→ **RECORD EXTRACTS**
"""

//! Per-architecture profile table.
//!
//! Every component that needs to know something architecture-specific
//! (required options, make target, emulator shape) reads it from here.

use crate::models::{Architecture, KernelConfig, OptionValue};

/// Static facts about one target architecture.
#[derive(Debug, Clone, Copy)]
pub struct ArchProfile {
    pub arch: Architecture,
    /// Options that must be enabled for a config of this architecture.
    pub required_options: &'static [&'static str],
    /// Options that say "this config targets this architecture".
    pub identity_options: &'static [&'static str],
    /// Prefixes of options that only exist on this architecture.
    pub private_prefixes: &'static [&'static str],
    /// Value for `make ARCH=`.
    pub kernel_arch: &'static str,
    /// Default make target producing the boot image.
    pub make_target: &'static str,
    /// Boot image candidates relative to the build output directory, in preference order.
    pub image_candidates: &'static [&'static str],
    pub emulator: &'static str,
    /// Machine / CPU flags passed to the emulator.
    pub machine_args: &'static [&'static str],
    pub console: &'static str,
    /// Option overlay merged into every generated config for this architecture.
    pub overlay: &'static [(&'static str, OptionValue)],
}

/// Fallback artifact when no preferred image exists.
pub const FALLBACK_IMAGE: &str = "vmlinux";

const X86_64: ArchProfile = ArchProfile {
    arch: Architecture::X86_64,
    required_options: &["CONFIG_64BIT", "CONFIG_X86_64"],
    identity_options: &["CONFIG_X86_64", "CONFIG_X86"],
    private_prefixes: &["CONFIG_X86_"],
    kernel_arch: "x86_64",
    make_target: "bzImage",
    image_candidates: &["arch/x86/boot/bzImage", "arch/x86_64/boot/bzImage"],
    emulator: "qemu-system-x86_64",
    machine_args: &[],
    console: "ttyS0",
    overlay: &[
        ("CONFIG_64BIT", OptionValue::Yes),
        ("CONFIG_X86_64", OptionValue::Yes),
        ("CONFIG_X86", OptionValue::Yes),
        ("CONFIG_SERIAL_8250", OptionValue::Yes),
        ("CONFIG_SERIAL_8250_CONSOLE", OptionValue::Yes),
    ],
};

const ARM64: ArchProfile = ArchProfile {
    arch: Architecture::Arm64,
    required_options: &["CONFIG_64BIT", "CONFIG_ARM64"],
    identity_options: &["CONFIG_ARM64"],
    private_prefixes: &["CONFIG_ARM64_"],
    kernel_arch: "arm64",
    make_target: "Image",
    image_candidates: &["arch/arm64/boot/Image", "arch/arm64/boot/Image.gz"],
    emulator: "qemu-system-aarch64",
    machine_args: &["-M", "virt", "-cpu", "cortex-a57"],
    console: "ttyAMA0",
    overlay: &[
        ("CONFIG_64BIT", OptionValue::Yes),
        ("CONFIG_ARM64", OptionValue::Yes),
        ("CONFIG_ARM64_4K_PAGES", OptionValue::Yes),
        ("CONFIG_ARM_AMBA", OptionValue::Yes),
        ("CONFIG_SERIAL_AMBA_PL011", OptionValue::Yes),
        ("CONFIG_SERIAL_AMBA_PL011_CONSOLE", OptionValue::Yes),
    ],
};

const ARM: ArchProfile = ArchProfile {
    arch: Architecture::Arm,
    required_options: &["CONFIG_ARM"],
    identity_options: &["CONFIG_ARM"],
    private_prefixes: &[],
    kernel_arch: "arm",
    make_target: "zImage",
    image_candidates: &["arch/arm/boot/zImage", "arch/arm/boot/Image"],
    emulator: "qemu-system-arm",
    machine_args: &["-M", "virt", "-cpu", "cortex-a15"],
    console: "ttyAMA0",
    overlay: &[
        ("CONFIG_ARM", OptionValue::Yes),
        ("CONFIG_64BIT", OptionValue::No),
        ("CONFIG_MMU", OptionValue::Yes),
        ("CONFIG_AEABI", OptionValue::Yes),
        ("CONFIG_ARM_AMBA", OptionValue::Yes),
        ("CONFIG_SERIAL_AMBA_PL011", OptionValue::Yes),
        ("CONFIG_SERIAL_AMBA_PL011_CONSOLE", OptionValue::Yes),
    ],
};

const RISCV64: ArchProfile = ArchProfile {
    arch: Architecture::Riscv64,
    required_options: &["CONFIG_64BIT", "CONFIG_RISCV"],
    identity_options: &["CONFIG_RISCV"],
    private_prefixes: &["CONFIG_RISCV_"],
    kernel_arch: "riscv",
    make_target: "Image",
    image_candidates: &["arch/riscv/boot/Image", "arch/riscv/boot/Image.gz"],
    emulator: "qemu-system-riscv64",
    machine_args: &["-M", "virt"],
    console: "ttyS0",
    overlay: &[
        ("CONFIG_64BIT", OptionValue::Yes),
        ("CONFIG_RISCV", OptionValue::Yes),
        ("CONFIG_ARCH_RV64I", OptionValue::Yes),
        ("CONFIG_SERIAL_8250", OptionValue::Yes),
        ("CONFIG_SERIAL_8250_CONSOLE", OptionValue::Yes),
        ("CONFIG_SERIAL_OF_PLATFORM", OptionValue::Yes),
    ],
};

/// Profile for `arch`.
pub fn profile(arch: Architecture) -> &'static ArchProfile {
    match arch {
        Architecture::X86_64 => &X86_64,
        Architecture::Arm64 => &ARM64,
        Architecture::Arm => &ARM,
        Architecture::Riscv64 => &RISCV64,
    }
}

/// Whether `option` belongs to `arch` (identity option or private prefix).
pub fn belongs_to(arch: Architecture, option: &str) -> bool {
    let p = profile(arch);
    p.identity_options.contains(&option)
        || p.private_prefixes.iter().any(|prefix| option.starts_with(prefix))
}

/// Options enabled in `config` that belong to some other architecture, with their owner.
///
/// Options shared with the config's own architecture are never foreign
/// (`CONFIG_ARM_AMBA` is valid on arm64 even though it looks like an ARM option).
pub fn foreign_options(config: &KernelConfig) -> Vec<(String, Architecture)> {
    let own = config.architecture();
    config
        .enabled_options()
        .filter(|opt| !belongs_to(own, opt))
        .filter_map(|opt| {
            Architecture::ALL
                .iter()
                .copied()
                .filter(|&other| other != own)
                .find(|&other| belongs_to(other, opt))
                .map(|other| (opt.to_string(), other))
        })
        .collect()
}

/// Architectures whose identity options are enabled in `config`.
pub fn enabled_architectures(config: &KernelConfig) -> Vec<Architecture> {
    Architecture::ALL
        .iter()
        .copied()
        .filter(|&arch| {
            profile(arch)
                .identity_options
                .iter()
                .any(|opt| config.is_enabled(opt))
        })
        .collect()
}

/// Required options for the config's architecture that are not enabled.
pub fn missing_required(config: &KernelConfig) -> Vec<&'static str> {
    profile(config.architecture())
        .required_options
        .iter()
        .copied()
        .filter(|opt| !config.is_enabled(opt))
        .collect()
}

"""

→ **TASK DETAILS**
Write out all the records again, exactly as they appear.

→ **REPLY**
//! Per-architecture profile table.
//!
//! Every component that needs to know something architecture-specific
//! (required options, make target, emulator shape) reads it from here.

use crate::models::{Architecture, KernelConfig, OptionValue};

/// Static facts about one target architecture.
#[derive(Debug, Clone, Copy)]
pub struct ArchProfile {
    pub arch: Architecture,
    /// Options that must be enabled for a config of this architecture.
    pub required_options: &'static [&'static str],
    /// Options that say "this config targets this architecture".
    pub identity_options: &'static [&'static str],
    /// Prefixes of options that only exist on this architecture.
    pub private_prefixes: &'static [&'static str],
    /// Value for `make ARCH=`.
    pub kernel_arch: &'static str,
    /// Default make target producing the boot image.
    pub make_target: &'static str,
    /// Boot image candidates relative to the build output directory, in preference order.
    pub image_candidates: &'static [&'static str],
    pub emulator: &'static str,
    /// Machine / CPU flags passed to the emulator.
    pub machine_args: &'static [&'static str],
    pub console: &'static str,
    /// Option overlay merged into every generated config for this architecture.
    pub overlay: &'static [(&'static str, OptionValue)],
}

/// Fallback artifact when no preferred image exists.
pub const FALLBACK_IMAGE: &str = "vmlinux";

const X86_64: ArchProfile = ArchProfile {
    arch: Architecture::X86_64,
    required_options: &["CONFIG_64BIT", "CONFIG_X86_64"],
    identity_options: &["CONFIG_X86_64", "CONFIG_X86"],
    private_prefixes: &["CONFIG_X86_"],
    kernel_arch: "x86_64",
    make_target: "bzImage",
    image_candidates: &["arch/x86/boot/bzImage", "arch/x86_64/boot/bzImage"],
    emulator: "qemu-system-x86_64",
    machine_args: &[],
    console: "ttyS0",
    overlay: &[
        ("CONFIG_64BIT", OptionValue::Yes),
        ("CONFIG_X86_64", OptionValue::Yes),
        ("CONFIG_X86", OptionValue::Yes),
        ("CONFIG_SERIAL_8250", OptionValue::Yes),
        ("CONFIG_SERIAL_8250_CONSOLE", OptionValue::Yes),
    ],
};

const ARM64: ArchProfile = ArchProfile {
    arch: Architecture::Arm64,
    required_options: &["CONFIG_64BIT", "CONFIG_ARM64"],
    identity_options: &["CONFIG_ARM64"],
    private_prefixes: &["CONFIG_ARM64_"],
    kernel_arch: "arm64",
    make_target: "Image",
    image_candidates: &["arch/arm64/boot/Image", "arch/arm64/boot/Image.gz"],
    emulator: "qemu-system-aarch64",
    machine_args: &["-M", "virt", "-cpu", "cortex-a57"],
    console: "ttyAMA0",
    overlay: &[
        ("CONFIG_64BIT", OptionValue::Yes),
        ("CONFIG_ARM64", OptionValue::Yes),
        ("CONFIG_ARM64_4K_PAGES", OptionValue::Yes),
        ("CONFIG_ARM_AMBA", OptionValue::Yes),
        ("CONFIG_SERIAL_AMBA_PL011", OptionValue::Yes),
        ("CONFIG_SERIAL_AMBA_PL011_CONSOLE", OptionValue::Yes),
    ],
};

const ARM: ArchProfile = ArchProfile {
    arch: Architecture::Arm,
    required_options: &["CONFIG_ARM"],
    identity_options: &["CONFIG_ARM"],
    private_prefixes: &[],
    kernel_arch: "arm",
    make_target: "zImage",
    image_candidates: &["arch/arm/boot/zImage", "arch/arm/boot/Image"],
    emulator: "qemu-system-arm",
    machine_args: &["-M", "virt", "-cpu", "cortex-a15"],
    console: "ttyAMA0",
    overlay: &[
        ("CONFIG_ARM", OptionValue::Yes),
        ("CONFIG_64BIT", OptionValue::No),
        ("CONFIG_MMU", OptionValue::Yes),
        ("CONFIG_AEABI", OptionValue::Yes),
        ("CONFIG_ARM_AMBA", OptionValue::Yes),
        ("CONFIG_SERIAL_AMBA_PL011", OptionValue::Yes),
        ("CONFIG_SERIAL_AMBA_PL011_CONSOLE", OptionValue::Yes),
    ],
};

const RISCV64: ArchProfile = ArchProfile {
    arch: Architecture::Riscv64,
    required_options: &["CONFIG_64BIT", "CONFIG_RISCV"],
    identity_options: &["CONFIG_RISCV"],
    private_prefixes: &["CONFIG_RISCV_"],
    kernel_arch: "riscv",
    make_target: "Image",
    image_candidates: &["arch/riscv/boot/Image", "arch/riscv/boot/Image.gz"],
    emulator: "qemu-system-riscv64",
    machine_args: &["-M", "virt"],
    console: "ttyS0",
    overlay: &[
        ("CONFIG_64BIT", OptionValue::Yes),
        ("CONFIG_RISCV", OptionValue::Yes),
        ("CONFIG_ARCH_RV64I", OptionValue::Yes),
        ("CONFIG_SERIAL_8250", OptionValue::Yes),
        ("CONFIG_SERIAL_8250_CONSOLE", OptionValue::Yes),
        ("CONFIG_SERIAL_OF_PLATFORM", OptionValue::Yes),
    ],
};

/// Profile for `arch`.
pub fn profile(arch: Architecture) -> &'static ArchProfile {
    match arch {
        Architecture::X86_64 => &X86_64,
        Architecture::Arm64 => &ARM64,
        Architecture::Arm => &ARM,
        Architecture::Riscv64 => &RISCV64,
    }
}

/// Whether `option` belongs to `arch` (identity option or private prefix).
pub fn belongs_to(arch: Architecture, option: &str) -> bool {
    let p = profile(arch);
    p.identity_options.contains(&option)
        || p.private_prefixes.iter().any(|prefix| option.starts_with(prefix))
}

/// Options enabled in `config` that belong to some other architecture, with their owner.
///
/// Options shared with the config's own architecture are never foreign
/// (`CONFIG_ARM_AMBA` is valid on arm64 even though it looks like an ARM option).
pub fn foreign_options(config: &KernelConfig) -> Vec<(String, Architecture)> {
    let own = config.architecture();
    config
        .enabled_options()
        .filter(|opt| !belongs_to(own, opt))
        .filter_map(|opt| {
            Architecture::ALL
                .iter()
                .copied()
                .filter(|&other| other != own)
                .find(|&other| belongs_to(other, opt))
                .map(|other| (opt.to_string(), other))
        })
        .collect()
}

/// Architectures whose identity options are enabled in `config`.
pub fn enabled_architectures(config: &KernelConfig) -> Vec<Architecture> {
    Architecture::ALL
        .iter()
        .copied()
        .filter(|&arch| {
            profile(arch)
                .identity_options
                .iter()
                .any(|opt| config.is_enabled(opt))
        })
        .collect()
}

/// Required options for the config's architecture that are not enabled.
pub fn missing_required(config: &KernelConfig) -> Vec<&'static str> {
    profile(config.architecture())
        .required_options
        .iter()
        .copied()
        .filter(|opt| !config.is_enabled(opt))
        .collect()
}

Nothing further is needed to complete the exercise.